Hairs in the gate, like fast film, emulsion scratches, are problems that were there at the beginning, will be there 'til the end.
Like firearms and law enforcement, like stool samples and nursing, like chald/dry erase and teaching, just part of getting your hands dirty with the medium.
Gregory: You're a valuable asset to the board having first-hand experience with 2-perf. I know you're not the editor, colorist for the film, BUT, how did automatic software do with hairs? Digital ice obviously wouldn't work since it's encoded into the emulsion of the film, but I'd think some matting software out there would have an easy time of detecting it, no?
You know, someone really out to look into designing magazines, camera bodies with clean-room (positive pressure, keeps dust from entering) blowers inside. Of course the throat of the magazine, camera would still be a weak point.
I've been to two or three labs now that had clean rooms (wish I had one myself). I've been told they aren't perfect, but they seem like a great time-saver for this sort of thing, if of course this sort of thing can be miniaturized affordably.

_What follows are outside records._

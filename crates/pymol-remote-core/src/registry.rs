//! Server-side command registry.
//!
//! Built once at server start from the host's native command list plus the
//! custom procedures, then shared read-only with every request.

use crate::interpreter::CommandSpec;
use crate::protocol::CallArgs;
use crate::{PymolRemoteError, Result};
use serde_json::{json, Value};
use std::collections::BTreeMap;
use tracing::debug;

/// Prefix of the standard introspection procedures.
pub const INTROSPECTION_PREFIX: &str = "system.";

/// Returned by `help` for names that are not registered.
pub const HELP_NOT_FOUND: &str = "Command Not Found";

/// Returned by `system.methodSignature` when no signature is known.
pub const SIGNATURE_NOT_SUPPORTED: &str = "signatures not supported";

/// Procedure names with a fixed meaning.
pub mod names {
    pub const IS_ALIVE: &str = "is_alive";
    pub const GET_STATE: &str = "get_state";
    pub const SET_STATE: &str = "set_state";
    pub const HELP: &str = "help";
    pub const DO: &str = "do";
    pub const LIST_METHODS: &str = "system.listMethods";
    pub const METHOD_HELP: &str = "system.methodHelp";
    pub const METHOD_SIGNATURE: &str = "system.methodSignature";
}

/// How a procedure's params are unpacked into [`CallArgs`].
#[derive(Debug, Clone, Copy, PartialEq, Eq)]
pub enum ArgAdapter {
    /// Native JSON-RPC params: absent, a positional array, or a keyword object.
    Plain,
    /// Packed `[positional]` or `[positional, keyword]` only.
    Keyword,
}

impl ArgAdapter {
    /// Unpack request params for `method`.
    pub fn unpack(self, method: &str, params: Option<Value>) -> Result<CallArgs> {
        match self {
            ArgAdapter::Plain => match params {
                None | Some(Value::Null) => Ok(CallArgs::new()),
                Some(Value::Array(positional)) => Ok(CallArgs {
                    positional,
                    ..CallArgs::default()
                }),
                Some(Value::Object(keyword)) => Ok(CallArgs {
                    keyword,
                    ..CallArgs::default()
                }),
                Some(other) => Err(PymolRemoteError::invalid_params(
                    method,
                    format!("params must be an array or an object, got {other}"),
                )),
            },
            ArgAdapter::Keyword => {
                let packed = match params {
                    Some(Value::Array(packed)) if (1..=2).contains(&packed.len()) => packed,
                    _ => return Err(packed_shape_error(method)),
                };
                let mut parts = packed.into_iter();
                let positional = match parts.next() {
                    Some(Value::Array(positional)) => positional,
                    _ => return Err(packed_shape_error(method)),
                };
                let keyword = match parts.next() {
                    None | Some(Value::Null) => Default::default(),
                    Some(Value::Object(keyword)) => keyword,
                    Some(_) => return Err(packed_shape_error(method)),
                };
                Ok(CallArgs {
                    positional,
                    keyword,
                })
            }
        }
    }
}

fn packed_shape_error(method: &str) -> PymolRemoteError {
    PymolRemoteError::invalid_params(method, "expects params of the form [args, kwargs]")
}

/// What a registered name does when called.
#[derive(Debug, Clone, Copy, PartialEq, Eq)]
pub enum ProcedureKind {
    /// Forwarded to the host interpreter under the same name.
    Native,
    IsAlive,
    GetState,
    SetState,
    Help,
    ListMethods,
    MethodHelp,
    MethodSignature,
}

/// One registered procedure.
#[derive(Debug, Clone)]
pub struct Procedure {
    pub name: String,
    pub signature: Option<String>,
    pub doc: String,
    pub adapter: ArgAdapter,
    pub kind: ProcedureKind,
}

impl Procedure {
    fn custom(
        name: &str,
        signature: &str,
        doc: &str,
        adapter: ArgAdapter,
        kind: ProcedureKind,
    ) -> Self {
        Self {
            name: name.to_string(),
            signature: Some(signature.to_string()),
            doc: doc.to_string(),
            adapter,
            kind,
        }
    }

    /// Signature for help output, `name(...)` when none is known.
    pub fn display_signature(&self) -> String {
        self.signature
            .clone()
            .unwrap_or_else(|| format!("{}(...)", self.name))
    }
}

/// Name → procedure map.
#[derive(Debug, Clone, Default)]
pub struct Registry {
    procedures: BTreeMap<String, Procedure>,
}

impl Registry {
    pub fn new() -> Self {
        Self::default()
    }

    /// Registry with the host's native commands, the custom procedures and the
    /// introspection procedures, in that order.
    pub fn with_builtins(native: impl IntoIterator<Item = CommandSpec>) -> Self {
        let mut registry = Self::new();
        for spec in native {
            registry.register_native(spec);
        }
        for procedure in custom_procedures() {
            registry.register(procedure);
        }
        for procedure in introspection_procedures() {
            registry.register(procedure);
        }
        registry
    }

    /// Register `procedure`, replacing an earlier one with the same name.
    pub fn register(&mut self, procedure: Procedure) {
        if let Some(previous) = self.procedures.get(&procedure.name) {
            debug!(
                "Overriding {:?} procedure `{}` with {:?}",
                previous.kind, procedure.name, procedure.kind
            );
        }
        self.procedures.insert(procedure.name.clone(), procedure);
    }

    /// Register a host command behind the keyword adapter.
    pub fn register_native(&mut self, spec: CommandSpec) {
        self.register(Procedure {
            name: spec.name,
            signature: spec.signature,
            doc: spec.doc,
            adapter: ArgAdapter::Keyword,
            kind: ProcedureKind::Native,
        });
    }

    pub fn get(&self, name: &str) -> Option<&Procedure> {
        self.procedures.get(name)
    }

    pub fn contains(&self, name: &str) -> bool {
        self.procedures.contains_key(name)
    }

    /// Every registered name, sorted.
    pub fn names(&self) -> impl Iterator<Item = &str> {
        self.procedures.keys().map(String::as_str)
    }

    /// Registered names without the introspection procedures, sorted.
    pub fn public_names(&self) -> Vec<String> {
        self.names()
            .filter(|name| !name.starts_with(INTROSPECTION_PREFIX))
            .map(str::to_string)
            .collect()
    }

    pub fn len(&self) -> usize {
        self.procedures.len()
    }

    pub fn is_empty(&self) -> bool {
        self.procedures.is_empty()
    }

    /// Result of the `help` procedure.
    ///
    /// Without a command: the sorted public names. With a command: its
    /// signature and docstring, or [`HELP_NOT_FOUND`].
    pub fn help(&self, command: Option<&str>) -> Value {
        match command {
            None => json!(self.public_names()),
            Some(name) => match self.get(name) {
                Some(procedure) => {
                    Value::String(format!("{}\n{}", procedure.display_signature(), procedure.doc))
                }
                None => Value::String(HELP_NOT_FOUND.to_string()),
            },
        }
    }
}

const IS_ALIVE_DOC: &str = "Ping the server to check that it is alive.

Returns:
    bool: always true while the server is serving requests.";

const GET_STATE_DOC: &str = "Get the current state of the PyMOL session in the requested format.

Args:
    - selection (str): atoms to include. Defaults to \"(all)\".
    - state (int): state to include. -1 is the current state, 0 writes every
      state into a multi-state file. Ignored for \"pse\", which always saves
      the complete session.
    - format (str): one of \"pdb\", \"cif\", \"mol\", \"sdf\" (returned as text) or
      \"png\", \"pkl\", \"pse\" (returned as bytes). Defaults to \"pdb\".

Returns:
    str | bytes: the saved file contents.";

const SET_STATE_DOC: &str = "Load a state buffer into the PyMOL session.

Args:
    - buffer (str | bytes): contents of a file in `format`.
    - object (str): object to load into. Defaults to \"\" (picked by PyMOL).
    - state (int): state to load into; 0 appends. Defaults to 0.
    - format (str): file extension of the buffer, any format PyMOL can load
      (e.g. \"mol2\", \"pdb.gz\"). Defaults to \"pse\".";

const HELP_DOC: &str = "Help for the functions served by this PyMOL RPC server.

Args:
    - command (str | None): function to describe. Without it, the list of all
      available functions is returned.";

fn custom_procedures() -> Vec<Procedure> {
    vec![
        Procedure::custom(
            names::IS_ALIVE,
            "is_alive()",
            IS_ALIVE_DOC,
            ArgAdapter::Plain,
            ProcedureKind::IsAlive,
        ),
        Procedure::custom(
            names::GET_STATE,
            "get_state(selection='(all)', state=-1, format='pdb')",
            GET_STATE_DOC,
            ArgAdapter::Keyword,
            ProcedureKind::GetState,
        ),
        Procedure::custom(
            names::SET_STATE,
            "set_state(buffer, object='', state=0, format='pse')",
            SET_STATE_DOC,
            ArgAdapter::Keyword,
            ProcedureKind::SetState,
        ),
        Procedure::custom(
            names::HELP,
            "help(command=None)",
            HELP_DOC,
            ArgAdapter::Keyword,
            ProcedureKind::Help,
        ),
    ]
}

fn introspection_procedures() -> Vec<Procedure> {
    vec![
        Procedure::custom(
            names::LIST_METHODS,
            "system.listMethods()",
            "Return the names of every registered method.",
            ArgAdapter::Plain,
            ProcedureKind::ListMethods,
        ),
        Procedure::custom(
            names::METHOD_HELP,
            "system.methodHelp(method_name)",
            "Return the docstring of a registered method.",
            ArgAdapter::Plain,
            ProcedureKind::MethodHelp,
        ),
        Procedure::custom(
            names::METHOD_SIGNATURE,
            "system.methodSignature(method_name)",
            "Return the call signature of a registered method.",
            ArgAdapter::Plain,
            ProcedureKind::MethodSignature,
        ),
    ]
}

I'm not a degree-holding engineer, but someone with HVAC experience and a BA in mechanical engineering should be able to say how difficult this would be to incorporate into a magazine and a camera body. . .
As to irresponsible advertising: Kodak, all the camera manufacturers, Fuji, labs are all guilty of it.
Any company that recommends their 500T (most expensive aka most profitable) stock to 16mm filmmakers is irresponsible. 7219 is the WORST stock for HD transfers, green screens, but it is the most popular, sold because that's what makes Kodak the most money. Same thing with Eterna 500 Fuji. Camera companies, rental houses often pitch their most expensive models. Is it the best choice for a cash-strapped film or a student film? Almost certainly not.
Unfortunately, there's always a conflict of interest when money is involved and a commission, rent has to be paid. . .
Edited by K Borowski, 13 February 2011 - 12:39 PM.